“Weapons-grade solipsism”

My superficial impression of the Brexit controversy – which I tried to express in two words in a comment to this post – is of a high downside-to-upside ratio. Lots to lose and not much to gain.

Of course it is a matter of measuring, or weighting, the downside. For instance, the European arrest warrant can be seen as an outright erosion of the rights UK residents have always taken for granted. The expansion of Europol’s powers should also be a cause for concern. The big question is whether it is absolutely necessary to quit the EU to reverse these dangerous developments.

Ferdinand Mount writes in The London Review of Books of the temptation to see a certain insular disposition of mind – “Brexosis” – as underlying the pro-exit campaign. His worst suspicion of the Brexiters is that

they would be quite happy to put their supposedly beloved country through a period of prolonged turmoil and stagnation simply for the exhilaration of being on their own at last. No one since Greta Garbo has said ‘I want to be alone’ with such feeling. Or perhaps it’s not so much Garbo as the chant sung by the fans of Millwall FC that I should be thinking of: ‘No one likes us, we don’t care.’ At the time of writing, Millwall are lying fourth in Football League One. For the uninitiated, this is really the Third Division.

Millwall features in a great many movies, however.

4 Comments

  1. But for many (including me) the examples you give of dangerous developments are only the beginning, the EU has far more profoundly dangerous ambitions.

    There is a short-term downside to Brexit, economic turbulence, against a longer-term and far greater downside, permanent subjection to the EU and what it will become if it does not collapse on the way.

    I suspect Brexit will fail. The potential ill effects of exit can be presented as immediate and concrete, the ill effects of remaining cannot.

    • I understand that there must be arguments for Brexit that are deeper and ultimately more convincing that what I have seen so far, although I admit I have not paid enough attention. If there is a summary of these, I’d appreciate a link.

      It also seems to me that England and Wales have been dismantling ancient common-law protections to criminal defendants for the past 20-39 years without much or any influence from Brussels. Hearsay is no longer excluded; the right to silence is only relative; juries don’t have to be unanimous; and the latest bout of moral panick killed double jeopardy. What safeguards remain are still an enviable set from the point of view, say, of a Romanian, and may help improve Romania’s justice system if adopted by it. Just not England’s.

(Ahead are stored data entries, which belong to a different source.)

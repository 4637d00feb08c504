//! Helpers shared across CLI commands.

use std::fs;
use std::path::{Path, PathBuf};

use chromaname::config::ConfigFile;
use chromaname::frame::{expected_len, Frame};
use chromaname::orientation::Orientation;
use chromaname::palette::Palette;

use crate::error::CliError;

/// Palette to use: `--palette` first, then `palette.path` from the config
/// file, then the bundled palette.
pub fn resolve_palette_path(cli_palette: Option<PathBuf>, config: &ConfigFile) -> Option<PathBuf> {
    cli_palette.or_else(|| config.palette.path.clone())
}

/// Load the palette selected by [`resolve_palette_path`].
pub fn load_palette(
    cli_palette: Option<PathBuf>,
    config: &ConfigFile,
) -> Result<Palette, CliError> {
    let palette = match resolve_palette_path(cli_palette, config) {
        Some(path) => Palette::load(&path)?,
        None => Palette::builtin()?,
    };
    Ok(palette)
}

/// Read a raw NV21 frame, checking its size before decoding.
pub fn read_frame(path: &Path, width: u32, height: u32) -> Result<Frame, CliError> {
    let expected = expected_len(width, height)?;
    let data = fs::read(path).map_err(|e| CliError::io(path, e))?;
    if data.len() != expected {
        return Err(CliError::InvalidArgument(format!(
            "{} holds {} bytes, a {}x{} NV21 frame needs {}",
            path.display(),
            data.len(),
            width,
            height,
            expected
        )));
    }
    Ok(Frame::new(data, width, height)?)
}

/// Parse `--rotation`, accepting only the four right angles.
pub fn parse_rotation(degrees: u32) -> Result<Orientation, CliError> {
    Orientation::try_from_degrees(degrees).map_err(|e| CliError::InvalidArgument(e.to_string()))
}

  2. I have a lot of problems with the EU, e.g. its inept handling of the Euro and migrant crises, and it certainly needs reform but I still plan to vote Remain, partly to spite Putin, partly because I think economists aren’t joking when they predict dire consequences if the UK leaves. The Brexiters certainly haven’t convinced me they have a deeply considered economic programme should they win. In this they resemble the Scottish nationalists, who were ridiculously over-optimistic about the economic prospects of an independent Scotland, which would now probably be a basket case given the drop in oil prices. It doesn’t help that the Brexiter leadership contains blatant opportunists such as Boris Johnson, whose chief concern seems to be furthering his own political career.

    • Any movement serious about changing the country’s course must have its own crazy fringes, and nowadays is more likely than not to have untrustworthy populists at or near the helm. But it would be good if the Brexit party had one or two senior people capable of articulating a coherent program – a vision for the future outside the EU – or at least a vision of the EU evolving into a new Soviet Union.